START INPUT DATA
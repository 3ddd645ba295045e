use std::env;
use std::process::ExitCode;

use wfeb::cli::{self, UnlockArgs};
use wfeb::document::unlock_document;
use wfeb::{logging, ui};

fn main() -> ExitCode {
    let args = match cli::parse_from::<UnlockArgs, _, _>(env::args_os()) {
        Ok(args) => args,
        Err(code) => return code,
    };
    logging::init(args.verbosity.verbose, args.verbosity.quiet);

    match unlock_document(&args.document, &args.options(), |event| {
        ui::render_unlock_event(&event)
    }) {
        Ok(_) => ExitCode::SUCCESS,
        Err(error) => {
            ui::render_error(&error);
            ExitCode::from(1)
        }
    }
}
END INPUT DATA
START INPUT DATA
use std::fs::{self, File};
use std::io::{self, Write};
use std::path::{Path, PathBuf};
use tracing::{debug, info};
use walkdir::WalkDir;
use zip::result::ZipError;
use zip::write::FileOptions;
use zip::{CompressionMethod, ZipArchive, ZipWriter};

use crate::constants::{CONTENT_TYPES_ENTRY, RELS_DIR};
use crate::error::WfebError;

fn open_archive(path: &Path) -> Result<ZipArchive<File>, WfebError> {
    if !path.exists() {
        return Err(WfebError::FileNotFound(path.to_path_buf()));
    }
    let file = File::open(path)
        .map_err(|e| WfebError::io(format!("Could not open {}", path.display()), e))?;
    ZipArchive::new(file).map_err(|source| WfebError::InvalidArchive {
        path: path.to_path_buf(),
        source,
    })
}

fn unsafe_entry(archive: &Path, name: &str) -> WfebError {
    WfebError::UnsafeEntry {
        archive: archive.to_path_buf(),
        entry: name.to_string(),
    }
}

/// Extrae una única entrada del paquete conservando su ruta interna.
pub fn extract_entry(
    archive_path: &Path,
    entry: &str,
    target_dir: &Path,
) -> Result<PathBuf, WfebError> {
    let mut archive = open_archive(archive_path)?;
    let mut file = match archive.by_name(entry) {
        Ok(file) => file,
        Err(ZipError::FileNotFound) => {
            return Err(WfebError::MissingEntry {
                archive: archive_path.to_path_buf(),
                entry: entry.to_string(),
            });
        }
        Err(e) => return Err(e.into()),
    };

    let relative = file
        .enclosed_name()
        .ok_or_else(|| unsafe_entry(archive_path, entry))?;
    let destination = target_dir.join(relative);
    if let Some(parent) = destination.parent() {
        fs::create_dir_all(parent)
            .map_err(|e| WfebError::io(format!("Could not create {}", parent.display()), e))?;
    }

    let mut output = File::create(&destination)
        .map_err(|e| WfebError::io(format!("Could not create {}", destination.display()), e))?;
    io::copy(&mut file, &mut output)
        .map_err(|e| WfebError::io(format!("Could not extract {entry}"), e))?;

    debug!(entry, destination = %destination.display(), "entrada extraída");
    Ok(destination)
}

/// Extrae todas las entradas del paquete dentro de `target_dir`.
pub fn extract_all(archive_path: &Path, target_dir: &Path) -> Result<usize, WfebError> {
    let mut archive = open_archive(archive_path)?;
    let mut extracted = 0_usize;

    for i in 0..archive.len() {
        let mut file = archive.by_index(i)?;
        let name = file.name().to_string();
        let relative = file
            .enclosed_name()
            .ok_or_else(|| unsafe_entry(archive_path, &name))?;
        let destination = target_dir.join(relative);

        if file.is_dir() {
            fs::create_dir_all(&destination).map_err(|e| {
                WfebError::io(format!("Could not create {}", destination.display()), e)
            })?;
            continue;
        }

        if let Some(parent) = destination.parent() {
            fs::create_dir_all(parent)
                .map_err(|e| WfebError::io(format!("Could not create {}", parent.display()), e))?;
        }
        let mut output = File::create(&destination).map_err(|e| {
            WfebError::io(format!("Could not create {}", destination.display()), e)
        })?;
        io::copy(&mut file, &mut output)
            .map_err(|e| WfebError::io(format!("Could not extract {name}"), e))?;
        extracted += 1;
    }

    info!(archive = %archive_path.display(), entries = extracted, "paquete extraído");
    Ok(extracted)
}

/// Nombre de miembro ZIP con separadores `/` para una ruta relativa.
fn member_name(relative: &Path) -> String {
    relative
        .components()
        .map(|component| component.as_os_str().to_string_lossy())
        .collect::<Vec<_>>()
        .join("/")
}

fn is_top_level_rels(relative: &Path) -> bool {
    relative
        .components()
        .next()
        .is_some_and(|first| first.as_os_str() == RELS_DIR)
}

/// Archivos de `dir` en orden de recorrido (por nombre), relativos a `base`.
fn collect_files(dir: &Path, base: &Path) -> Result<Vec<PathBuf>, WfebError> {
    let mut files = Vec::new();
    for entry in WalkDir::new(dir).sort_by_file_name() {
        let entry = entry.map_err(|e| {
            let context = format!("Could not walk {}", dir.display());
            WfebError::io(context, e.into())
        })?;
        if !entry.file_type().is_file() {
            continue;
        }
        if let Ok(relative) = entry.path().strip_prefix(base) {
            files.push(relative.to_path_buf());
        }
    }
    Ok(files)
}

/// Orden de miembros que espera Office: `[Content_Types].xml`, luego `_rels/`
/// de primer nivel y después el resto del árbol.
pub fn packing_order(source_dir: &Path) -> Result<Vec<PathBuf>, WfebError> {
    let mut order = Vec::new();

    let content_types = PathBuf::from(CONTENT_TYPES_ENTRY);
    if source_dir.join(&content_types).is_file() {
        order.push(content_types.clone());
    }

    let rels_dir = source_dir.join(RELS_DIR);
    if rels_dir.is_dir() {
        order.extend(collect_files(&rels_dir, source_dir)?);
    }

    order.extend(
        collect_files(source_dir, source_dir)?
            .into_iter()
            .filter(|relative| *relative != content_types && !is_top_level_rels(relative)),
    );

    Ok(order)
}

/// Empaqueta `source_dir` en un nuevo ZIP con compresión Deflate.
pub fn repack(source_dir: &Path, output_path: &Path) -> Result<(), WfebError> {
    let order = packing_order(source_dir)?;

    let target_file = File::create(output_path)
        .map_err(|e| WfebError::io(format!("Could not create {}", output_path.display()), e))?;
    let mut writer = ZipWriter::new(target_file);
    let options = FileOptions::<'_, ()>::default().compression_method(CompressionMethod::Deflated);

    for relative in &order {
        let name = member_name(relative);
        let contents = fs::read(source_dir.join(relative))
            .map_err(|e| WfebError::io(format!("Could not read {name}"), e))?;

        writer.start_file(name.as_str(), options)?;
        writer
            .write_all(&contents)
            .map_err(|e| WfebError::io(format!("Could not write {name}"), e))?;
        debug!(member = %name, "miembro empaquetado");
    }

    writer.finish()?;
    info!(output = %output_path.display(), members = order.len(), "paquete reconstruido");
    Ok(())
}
END INPUT DATA
START INPUT DATA
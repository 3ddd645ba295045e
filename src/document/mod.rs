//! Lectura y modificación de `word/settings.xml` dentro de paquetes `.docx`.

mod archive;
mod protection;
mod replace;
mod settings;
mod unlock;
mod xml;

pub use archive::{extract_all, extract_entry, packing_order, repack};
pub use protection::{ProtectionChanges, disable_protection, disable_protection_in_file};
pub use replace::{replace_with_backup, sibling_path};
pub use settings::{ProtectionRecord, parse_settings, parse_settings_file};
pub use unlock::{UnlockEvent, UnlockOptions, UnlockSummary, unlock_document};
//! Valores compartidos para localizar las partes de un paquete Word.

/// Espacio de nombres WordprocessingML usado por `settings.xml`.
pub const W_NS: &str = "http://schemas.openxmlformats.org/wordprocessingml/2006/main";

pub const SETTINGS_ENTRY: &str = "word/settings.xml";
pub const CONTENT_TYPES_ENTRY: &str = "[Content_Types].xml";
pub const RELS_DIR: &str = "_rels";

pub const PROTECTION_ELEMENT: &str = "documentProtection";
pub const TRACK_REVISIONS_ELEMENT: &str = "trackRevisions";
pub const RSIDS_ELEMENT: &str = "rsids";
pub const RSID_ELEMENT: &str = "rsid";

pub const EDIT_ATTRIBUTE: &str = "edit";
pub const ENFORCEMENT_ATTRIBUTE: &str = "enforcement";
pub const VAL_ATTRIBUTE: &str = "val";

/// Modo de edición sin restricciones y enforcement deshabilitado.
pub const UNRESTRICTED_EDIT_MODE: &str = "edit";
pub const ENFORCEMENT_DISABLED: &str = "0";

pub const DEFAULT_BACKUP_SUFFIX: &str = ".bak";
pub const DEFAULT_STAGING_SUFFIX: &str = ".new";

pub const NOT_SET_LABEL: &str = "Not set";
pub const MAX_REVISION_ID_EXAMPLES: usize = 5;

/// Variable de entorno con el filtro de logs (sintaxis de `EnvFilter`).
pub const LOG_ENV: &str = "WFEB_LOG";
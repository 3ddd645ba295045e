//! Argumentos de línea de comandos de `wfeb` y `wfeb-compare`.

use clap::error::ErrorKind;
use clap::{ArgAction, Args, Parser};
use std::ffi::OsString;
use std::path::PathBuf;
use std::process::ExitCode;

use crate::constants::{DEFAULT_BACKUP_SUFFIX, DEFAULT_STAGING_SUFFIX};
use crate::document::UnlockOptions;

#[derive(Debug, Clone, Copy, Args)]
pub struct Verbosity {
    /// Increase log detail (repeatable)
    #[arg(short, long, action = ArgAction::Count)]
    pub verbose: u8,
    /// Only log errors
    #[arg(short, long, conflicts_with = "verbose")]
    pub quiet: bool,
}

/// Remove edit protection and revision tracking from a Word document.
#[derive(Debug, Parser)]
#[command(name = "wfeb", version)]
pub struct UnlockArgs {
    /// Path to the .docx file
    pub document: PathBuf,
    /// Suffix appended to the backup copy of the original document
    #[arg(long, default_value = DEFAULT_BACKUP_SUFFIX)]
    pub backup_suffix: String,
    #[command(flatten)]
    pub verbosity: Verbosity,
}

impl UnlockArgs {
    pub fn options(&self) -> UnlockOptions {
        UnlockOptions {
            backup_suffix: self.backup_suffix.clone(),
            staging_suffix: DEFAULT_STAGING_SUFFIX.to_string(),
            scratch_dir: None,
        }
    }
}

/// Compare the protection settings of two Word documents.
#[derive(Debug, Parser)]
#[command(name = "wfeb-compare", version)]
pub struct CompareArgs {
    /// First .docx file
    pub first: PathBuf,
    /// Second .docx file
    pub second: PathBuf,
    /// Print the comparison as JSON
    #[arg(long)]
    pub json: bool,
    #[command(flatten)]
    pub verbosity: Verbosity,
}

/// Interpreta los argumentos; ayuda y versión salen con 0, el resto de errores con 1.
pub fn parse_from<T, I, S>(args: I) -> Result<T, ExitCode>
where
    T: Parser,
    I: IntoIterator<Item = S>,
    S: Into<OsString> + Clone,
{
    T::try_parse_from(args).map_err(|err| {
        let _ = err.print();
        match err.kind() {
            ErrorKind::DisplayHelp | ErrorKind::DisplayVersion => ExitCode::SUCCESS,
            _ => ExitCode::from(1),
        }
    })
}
END INPUT DATA
Using the data above, reproduce exactly the lines between those holding "pub const EDIT_ATTRIBUTE: &str" and "pub struct UnlockArgs", inclusive, and no others.

## SOLUTION
pub const EDIT_ATTRIBUTE: &str = "edit";
pub const ENFORCEMENT_ATTRIBUTE: &str = "enforcement";
pub const VAL_ATTRIBUTE: &str = "val";

/// Modo de edición sin restricciones y enforcement deshabilitado.
pub const UNRESTRICTED_EDIT_MODE: &str = "edit";
pub const ENFORCEMENT_DISABLED: &str = "0";

pub const DEFAULT_BACKUP_SUFFIX: &str = ".bak";
pub const DEFAULT_STAGING_SUFFIX: &str = ".new";

pub const NOT_SET_LABEL: &str = "Not set";
pub const MAX_REVISION_ID_EXAMPLES: usize = 5;

/// Variable de entorno con el filtro de logs (sintaxis de `EnvFilter`).
pub const LOG_ENV: &str = "WFEB_LOG";
repository 3ddd645ba295045e
//! Argumentos de línea de comandos de `wfeb` y `wfeb-compare`.

use clap::error::ErrorKind;
use clap::{ArgAction, Args, Parser};
use std::ffi::OsString;
use std::path::PathBuf;
use std::process::ExitCode;

use crate::constants::{DEFAULT_BACKUP_SUFFIX, DEFAULT_STAGING_SUFFIX};
use crate::document::UnlockOptions;

#[derive(Debug, Clone, Copy, Args)]
pub struct Verbosity {
    /// Increase log detail (repeatable)
    #[arg(short, long, action = ArgAction::Count)]
    pub verbose: u8,
    /// Only log errors
    #[arg(short, long, conflicts_with = "verbose")]
    pub quiet: bool,
}

/// Remove edit protection and revision tracking from a Word document.
#[derive(Debug, Parser)]
#[command(name = "wfeb", version)]
pub struct UnlockArgs {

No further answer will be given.